■ **Exercise inputs**
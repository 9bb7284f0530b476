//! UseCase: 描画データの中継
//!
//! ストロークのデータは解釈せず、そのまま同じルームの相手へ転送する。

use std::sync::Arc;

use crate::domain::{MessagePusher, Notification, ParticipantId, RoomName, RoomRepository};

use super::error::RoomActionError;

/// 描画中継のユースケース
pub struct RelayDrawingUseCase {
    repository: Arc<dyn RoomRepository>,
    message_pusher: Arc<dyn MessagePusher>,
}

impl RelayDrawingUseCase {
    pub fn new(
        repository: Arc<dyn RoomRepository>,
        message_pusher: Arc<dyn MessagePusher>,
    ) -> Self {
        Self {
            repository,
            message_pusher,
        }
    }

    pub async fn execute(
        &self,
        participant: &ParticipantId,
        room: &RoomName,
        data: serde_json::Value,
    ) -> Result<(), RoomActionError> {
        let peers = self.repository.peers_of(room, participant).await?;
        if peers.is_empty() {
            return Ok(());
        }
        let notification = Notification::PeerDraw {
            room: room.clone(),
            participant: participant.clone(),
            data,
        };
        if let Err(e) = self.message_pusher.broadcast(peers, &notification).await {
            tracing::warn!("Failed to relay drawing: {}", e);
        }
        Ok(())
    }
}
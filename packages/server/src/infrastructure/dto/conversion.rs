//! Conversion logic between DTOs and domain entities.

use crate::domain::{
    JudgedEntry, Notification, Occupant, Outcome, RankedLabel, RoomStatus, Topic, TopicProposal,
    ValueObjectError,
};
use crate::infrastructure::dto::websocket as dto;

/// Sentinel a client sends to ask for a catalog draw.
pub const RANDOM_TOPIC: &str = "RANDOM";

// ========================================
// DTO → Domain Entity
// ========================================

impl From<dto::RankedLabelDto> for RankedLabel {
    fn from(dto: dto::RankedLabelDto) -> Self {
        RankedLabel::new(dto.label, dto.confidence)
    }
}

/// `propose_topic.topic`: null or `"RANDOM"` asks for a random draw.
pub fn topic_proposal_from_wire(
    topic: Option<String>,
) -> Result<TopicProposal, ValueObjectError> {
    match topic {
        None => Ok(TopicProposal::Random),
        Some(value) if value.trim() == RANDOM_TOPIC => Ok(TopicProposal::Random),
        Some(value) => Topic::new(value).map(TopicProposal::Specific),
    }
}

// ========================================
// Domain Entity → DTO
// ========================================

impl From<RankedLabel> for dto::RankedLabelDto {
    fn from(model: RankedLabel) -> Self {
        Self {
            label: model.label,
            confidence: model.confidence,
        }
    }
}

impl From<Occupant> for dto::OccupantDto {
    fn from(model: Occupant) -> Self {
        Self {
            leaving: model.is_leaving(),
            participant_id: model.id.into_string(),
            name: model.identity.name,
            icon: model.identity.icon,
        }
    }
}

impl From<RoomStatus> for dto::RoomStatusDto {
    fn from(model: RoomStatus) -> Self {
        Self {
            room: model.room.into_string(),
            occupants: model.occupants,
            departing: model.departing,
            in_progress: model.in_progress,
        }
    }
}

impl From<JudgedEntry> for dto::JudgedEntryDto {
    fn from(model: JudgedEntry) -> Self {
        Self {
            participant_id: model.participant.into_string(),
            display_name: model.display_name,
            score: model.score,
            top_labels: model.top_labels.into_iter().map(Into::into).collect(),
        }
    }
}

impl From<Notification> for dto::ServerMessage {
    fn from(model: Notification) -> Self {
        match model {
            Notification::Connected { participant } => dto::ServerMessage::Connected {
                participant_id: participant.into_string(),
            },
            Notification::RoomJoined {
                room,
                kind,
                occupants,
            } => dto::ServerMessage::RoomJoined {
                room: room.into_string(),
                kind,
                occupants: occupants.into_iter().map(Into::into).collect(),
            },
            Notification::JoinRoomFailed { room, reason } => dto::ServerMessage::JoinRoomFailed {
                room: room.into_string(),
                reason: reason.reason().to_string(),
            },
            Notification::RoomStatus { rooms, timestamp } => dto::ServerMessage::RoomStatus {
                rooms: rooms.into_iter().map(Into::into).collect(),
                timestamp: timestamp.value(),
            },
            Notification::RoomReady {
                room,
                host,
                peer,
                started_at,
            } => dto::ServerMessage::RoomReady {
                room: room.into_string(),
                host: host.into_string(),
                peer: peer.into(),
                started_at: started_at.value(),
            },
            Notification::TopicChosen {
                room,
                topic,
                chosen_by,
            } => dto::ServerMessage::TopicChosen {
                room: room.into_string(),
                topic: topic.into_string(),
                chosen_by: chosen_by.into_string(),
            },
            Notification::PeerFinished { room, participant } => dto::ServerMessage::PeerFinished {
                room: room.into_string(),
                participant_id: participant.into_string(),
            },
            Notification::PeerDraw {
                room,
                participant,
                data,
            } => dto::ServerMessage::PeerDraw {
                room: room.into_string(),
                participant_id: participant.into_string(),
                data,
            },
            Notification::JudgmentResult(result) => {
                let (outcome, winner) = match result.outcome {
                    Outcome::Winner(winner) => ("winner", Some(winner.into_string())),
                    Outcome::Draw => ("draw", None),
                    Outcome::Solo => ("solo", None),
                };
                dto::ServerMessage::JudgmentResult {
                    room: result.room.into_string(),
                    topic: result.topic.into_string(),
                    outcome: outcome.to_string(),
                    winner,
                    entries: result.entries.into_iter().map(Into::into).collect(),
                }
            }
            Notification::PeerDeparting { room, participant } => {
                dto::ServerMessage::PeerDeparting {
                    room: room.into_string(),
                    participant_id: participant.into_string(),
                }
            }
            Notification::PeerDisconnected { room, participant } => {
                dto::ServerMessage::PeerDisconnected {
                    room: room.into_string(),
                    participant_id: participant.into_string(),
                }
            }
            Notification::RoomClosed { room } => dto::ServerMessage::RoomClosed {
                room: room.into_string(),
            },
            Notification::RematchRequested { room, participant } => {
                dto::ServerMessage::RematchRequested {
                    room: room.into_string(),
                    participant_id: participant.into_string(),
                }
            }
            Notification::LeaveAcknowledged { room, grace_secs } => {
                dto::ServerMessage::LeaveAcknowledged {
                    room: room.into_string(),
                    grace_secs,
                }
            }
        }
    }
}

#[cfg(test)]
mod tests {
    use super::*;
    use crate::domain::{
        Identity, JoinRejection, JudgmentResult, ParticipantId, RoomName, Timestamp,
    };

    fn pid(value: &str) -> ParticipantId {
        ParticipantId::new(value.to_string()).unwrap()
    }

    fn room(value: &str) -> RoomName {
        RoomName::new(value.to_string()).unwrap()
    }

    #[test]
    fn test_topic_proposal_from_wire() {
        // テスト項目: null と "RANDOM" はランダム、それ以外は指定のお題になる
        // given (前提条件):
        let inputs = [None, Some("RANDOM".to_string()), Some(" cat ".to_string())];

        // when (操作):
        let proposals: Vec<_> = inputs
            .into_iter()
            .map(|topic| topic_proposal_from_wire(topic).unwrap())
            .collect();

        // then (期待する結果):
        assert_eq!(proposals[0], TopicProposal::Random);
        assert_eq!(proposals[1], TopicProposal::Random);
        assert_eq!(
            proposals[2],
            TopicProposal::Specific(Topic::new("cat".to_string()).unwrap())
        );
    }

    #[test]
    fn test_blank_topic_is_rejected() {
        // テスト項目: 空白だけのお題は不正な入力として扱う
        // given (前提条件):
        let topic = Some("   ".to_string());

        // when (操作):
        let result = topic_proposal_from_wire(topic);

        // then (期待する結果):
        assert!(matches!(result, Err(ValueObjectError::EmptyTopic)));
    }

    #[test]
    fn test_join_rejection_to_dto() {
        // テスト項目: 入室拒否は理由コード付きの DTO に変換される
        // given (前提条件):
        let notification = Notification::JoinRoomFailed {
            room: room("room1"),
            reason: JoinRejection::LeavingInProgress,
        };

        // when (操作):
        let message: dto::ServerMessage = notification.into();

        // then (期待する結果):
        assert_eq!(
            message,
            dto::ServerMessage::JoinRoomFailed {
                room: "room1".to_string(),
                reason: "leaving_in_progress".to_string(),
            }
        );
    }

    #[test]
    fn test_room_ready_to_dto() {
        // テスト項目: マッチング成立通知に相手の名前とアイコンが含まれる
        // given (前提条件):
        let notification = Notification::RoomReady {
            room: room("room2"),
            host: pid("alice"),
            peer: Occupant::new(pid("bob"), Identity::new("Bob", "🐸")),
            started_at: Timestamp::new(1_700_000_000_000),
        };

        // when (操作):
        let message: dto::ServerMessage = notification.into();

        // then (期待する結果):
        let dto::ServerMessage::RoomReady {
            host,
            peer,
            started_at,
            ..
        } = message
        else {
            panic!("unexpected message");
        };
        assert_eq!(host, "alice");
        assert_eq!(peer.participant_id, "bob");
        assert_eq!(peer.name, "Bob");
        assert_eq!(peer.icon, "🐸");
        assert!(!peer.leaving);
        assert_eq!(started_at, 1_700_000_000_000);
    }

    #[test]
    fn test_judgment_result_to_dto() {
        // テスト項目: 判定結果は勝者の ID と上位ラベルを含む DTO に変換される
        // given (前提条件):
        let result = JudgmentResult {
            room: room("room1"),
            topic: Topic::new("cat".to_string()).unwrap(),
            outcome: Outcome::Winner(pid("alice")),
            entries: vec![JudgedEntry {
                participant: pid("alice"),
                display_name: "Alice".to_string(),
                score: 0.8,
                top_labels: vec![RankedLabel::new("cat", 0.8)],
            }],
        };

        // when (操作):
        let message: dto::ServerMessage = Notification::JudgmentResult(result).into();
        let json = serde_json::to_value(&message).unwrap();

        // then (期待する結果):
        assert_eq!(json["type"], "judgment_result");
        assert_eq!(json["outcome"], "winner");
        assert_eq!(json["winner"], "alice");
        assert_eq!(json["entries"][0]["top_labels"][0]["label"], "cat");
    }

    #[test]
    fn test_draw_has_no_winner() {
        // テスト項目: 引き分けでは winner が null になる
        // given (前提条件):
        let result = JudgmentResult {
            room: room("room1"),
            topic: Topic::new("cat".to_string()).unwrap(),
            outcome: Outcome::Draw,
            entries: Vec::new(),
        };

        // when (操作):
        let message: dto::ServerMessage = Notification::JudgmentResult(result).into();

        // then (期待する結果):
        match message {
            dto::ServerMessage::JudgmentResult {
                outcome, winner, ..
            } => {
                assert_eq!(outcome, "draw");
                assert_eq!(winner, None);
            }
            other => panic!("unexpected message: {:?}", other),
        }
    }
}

■ **Exercise brief**
Wherever the string "confidence" appears in the records, copy the whole line.

■ **Written solution**
        RankedLabel::new(dto.label, dto.confidence)
            confidence: model.confidence,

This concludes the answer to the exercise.